Dáil debates

Tuesday, 5 July 2011

7:00 pm

Photo of Seán CroweSeán Crowe (Dublin South West, Sinn Fein)

In supporting tonight's motion I reiterate the importance of securing funding for essential hospital services across this island. Our health system is failing people across this State and nowhere is this more clearly recognised than in my constituency of Dublin South-West. Tallaght hospital, despite the best efforts of its hard-pressed staff, exemplifies much of what is wrong with the health care system. A shortage of key personnel such as radiologists, physiotherapists, dermatologists and even clerical workers, reflects the difficulties within the hospital. The way a nation treats its most vulnerable and weakest citizens reflects how a society functions.

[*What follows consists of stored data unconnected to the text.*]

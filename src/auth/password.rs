use argon2::{
    password_hash::{PasswordHash, PasswordHasher, PasswordVerifier, SaltString},
    Argon2,
};
use rand::rngs::OsRng;
use tracing::error;

pub fn hash_password(plain: &str) -> anyhow::Result<String> {
    let salt = SaltString::generate(&mut OsRng);
    let argon2 = Argon2::default();
    let hash = argon2
        .hash_password(plain.as_bytes(), &salt)
        .map_err(|e| {
            error!(error = %e, "argon2 hash_password error");
            anyhow::anyhow!(e.to_string())
        })?
        .to_string();
    Ok(hash)
}

pub fn verify_password(plain: &str, hash: &str) -> anyhow::Result<bool> {
    let parsed = PasswordHash::new(hash).map_err(|e| {
        error!(error = %e, "argon2 parse hash error");
        anyhow::anyhow!(e.to_string())
    })?;
    Ok(Argon2::default()
        .verify_password(plain.as_bytes(), &parsed)
        .is_ok())
}

#[cfg(test)]
mod tests {
    use super::*;

    #[test]
    fn hash_and_verify_roundtrip() {
        let password = "Secur3P@ssw0rd!";
        let hash = hash_password(password).expect("hashing should succeed");
        assert!(verify_password(password, &hash).expect("verify should succeed"));
    }

    #[test]
    fn verify_rejects_wrong_password() {
        let password = "correct-horse-battery-staple";
        let hash = hash_password(password).expect("hashing should succeed");
        assert!(!verify_password("wrong-password", &hash).expect("verify should not error"));
    }

    #[test]
    fn hash_is_never_the_plaintext() {
        let hash = hash_password("hunter22").expect("hashing should succeed");
        assert_ne!(hash, "hunter22");
        assert!(hash.starts_with("$argon2"));
    }

    #[test]
    fn verify_errors_on_malformed_hash() {
        let err = verify_password("anything", "not-a-valid-hash").unwrap_err();
        assert!(!err.to_string().is_empty());
    }
}
use serde::Serialize;

use super::repo::Meal;

/// Diet adherence summary for one user, served by GET /user/info/:id.
#[derive(Debug, Clone, Copy, PartialEq, Eq, Serialize)]
#[serde(rename_all = "camelCase")]
pub struct DietSummary {
    pub total_amount_meal: usize,
    pub total_amount_meal_in_diet: usize,
    pub total_amount_meal_out_diet: usize,
    pub best_sequence_meal_in_diet: usize,
}

/// Length of the longest contiguous run of `true`. The counter resets
/// on every `false`: a single off-diet meal breaks the streak.
pub fn longest_in_diet_run<I>(flags: I) -> usize
where
    I: IntoIterator<Item = bool>,
{
    let mut counter = 0;
    let mut best = 0;
    for in_diet in flags {
        if in_diet {
            counter += 1;
        } else {
            counter = 0;
        }
        best = best.max(counter);
    }
    best
}

/// Expects meals in chronological order; `Meal::list_by_user` returns
/// them sorted on (date, hour) ascending.
pub fn summarize(meals: &[Meal]) -> DietSummary {
    let total = meals.len();
    let in_diet = meals.iter().filter(|m| m.is_in_diet).count();
    DietSummary {
        total_amount_meal: total,
        total_amount_meal_in_diet: in_diet,
        total_amount_meal_out_diet: total - in_diet,
        best_sequence_meal_in_diet: longest_in_diet_run(meals.iter().map(|m| m.is_in_diet)),
    }
}

#[cfg(test)]
mod tests {
    use super::*;
    use time::macros::date;
    use time::{Date, OffsetDateTime};
    use uuid::Uuid;

    fn meal(date: Date, hour: &str, is_in_diet: bool) -> Meal {
        Meal {
            id: Uuid::new_v4(),
            user_id: Uuid::new_v4(),
            name: "meal".into(),
            description: String::new(),
            date,
            hour: hour.into(),
            is_in_diet,
            created_at: OffsetDateTime::UNIX_EPOCH,
        }
    }

    fn meals_from_flags(flags: &[bool]) -> Vec<Meal> {
        flags
            .iter()
            .enumerate()
            .map(|(i, &f)| meal(date!(2024 - 01 - 15), &format!("{:02}:00", i), f))
            .collect()
    }

    #[test]
    fn run_is_broken_by_an_off_diet_meal() {
        assert_eq!(longest_in_diet_run([true, true, false, true]), 2);
    }

    #[test]
    fn run_over_an_unbroken_sequence() {
        assert_eq!(longest_in_diet_run([true, true, true]), 3);
    }

    #[test]
    fn run_over_only_off_diet_meals_is_zero() {
        assert_eq!(longest_in_diet_run([false, false]), 0);
    }

    #[test]
    fn run_over_nothing_is_zero() {
        assert_eq!(longest_in_diet_run(std::iter::empty()), 0);
    }

    #[test]
    fn best_run_can_come_last() {
        assert_eq!(
            longest_in_diet_run([true, false, true, false, true, true, true]),
            3
        );
    }

    #[test]
    fn counter_does_not_survive_a_gap() {
        // Would be 4 under a no-reset policy; consecutive means contiguous.
        assert_eq!(longest_in_diet_run([true, true, false, true, true]), 2);
    }

    #[test]
    fn summary_partitions_the_meals() {
        let meals = meals_from_flags(&[true, false, true, true, false]);
        let summary = summarize(&meals);
        assert_eq!(summary.total_amount_meal, 5);
        assert_eq!(summary.total_amount_meal_in_diet, 3);
        assert_eq!(summary.total_amount_meal_out_diet, 2);
        assert_eq!(
            summary.total_amount_meal_in_diet + summary.total_amount_meal_out_diet,
            summary.total_amount_meal
        );
        assert_eq!(summary.best_sequence_meal_in_diet, 2);
    }

    #[test]
    fn summary_of_no_meals_is_all_zero() {
        let summary = summarize(&[]);
        assert_eq!(summary.total_amount_meal, 0);
        assert_eq!(summary.total_amount_meal_in_diet, 0);
        assert_eq!(summary.total_amount_meal_out_diet, 0);
        assert_eq!(summary.best_sequence_meal_in_diet, 0);
    }

    #[test]
    fn summary_uses_the_wire_field_names() {
        let json = serde_json::to_value(summarize(&meals_from_flags(&[true]))).unwrap();
        assert_eq!(
            json,
            serde_json::json!({
                "totalAmountMeal": 1,
                "totalAmountMealInDiet": 1,
                "totalAmountMealOutDiet": 0,
                "bestSequenceMealInDiet": 1
            })
        );
    }
}
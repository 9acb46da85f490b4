mod app;
mod auth;
mod config;
mod error;
mod meals;
mod state;
mod users;

#[tokio::main]
async fn main() -> anyhow::Result<()> {
    dotenvy::dotenv().ok();

    let env_filter = std::env::var("RUST_LOG")
        .unwrap_or_else(|_| "dailydiet=debug,axum=info,tower_http=info".to_string());
    let json_logs = std::env::var("LOG_FORMAT")
        .map(|v| v == "json")
        .unwrap_or(false);

    if json_logs {
        tracing_subscriber::fmt()
            .with_env_filter(env_filter)
            .with_target(false)
            .json()
            .init();
    } else {
        tracing_subscriber::fmt().with_env_filter(env_filter).init();
    }

    let app_state = state::AppState::init().await?;

    if let Err(e) = sqlx::migrate!("./migrations").run(&app_state.db).await {
        tracing::warn!(error = %e, "migrations folder not found or migration failed; continuing");
    }

    let app = app::build_app(app_state);
    app::serve(app).await
}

Sinn Féin calls on the Government to stand by its pre-election commitments and to respond to the worsening crisis which is denying access to the most basic care. The failure to provide funding to ensure sustainability and development of essential services has had a profound impact on the lives of people who are dependent on public health services when sick or injured. Tallaght hospital has the busiest accident and emergency department in the country and in 2010, 93,000 people were treated there yet it remains chronically under-funded since its opening. In a recent newspaper article, a patient describes its corridors as being a breeding ground for infectious bacteria, a view substantiated recently by the Dublin County Coroner, Dr. Kieran Geraghty, who described the hospital as a very dangerous place. His comments were made after a local man, Thomas Walsh, died after being admitted to Tallaght hospital with a severe ankle pain. He had been left in a so-called virtual ward, a euphemism for abandoning sick patients in hospital corridors while awaiting a bed in a ward. The sheer obscenity of having dozens of sick patients lying on trolleys with no privacy, a lack of basic hygiene facilities and no real health supports, brings into sharp focus the cuts in the health service. I was present in the hospital one night when more than 50 patients were lying in rows of trolleys. A family grieved around the bedside of their elderly mother - no dignity for the dying and no dignity for their families.

I welcome the fact that HIQA, the Health Information and Quality Authority, has published the terms of reference for a statutory inquiry into the safety and governance of care at Tallaght's accident and emergency department. I understand that under the eight terms of reference, the inquiry will assess the quality, safety, governance and accountability of services provided to patients who attend the accident and emergency department. It will also examine whether the board of the hospital has been effective in managing risks to patients. The inquiry must begin immediately and the focus must be on implementing radical improvements in the hospital.

The Minister might also look at the lack of after-hours GP services in Tallaght and its impact on the accident and emergency department. He might also look at an area such as Fettercairn in Tallaght, with a population of 7,000 people but with no general practitioner based in that area. My colleague, Deputy McDonald, cited the recent announcement about the new national children's hospital. There will be no celebration in my area. Sinn Féin was the first party to highlight the difficulties its siting creates for families or individuals trying to cross to the Mater site. We outlined the length of travel time on public transport.

I ask the Minister to also look at the policy on the rolling out of children's hospital services, the paediatric services, in this city. There will be no overnight beds for sick children on the south side of Dublin. He needs to look radically and quickly at this difficulty which families will face.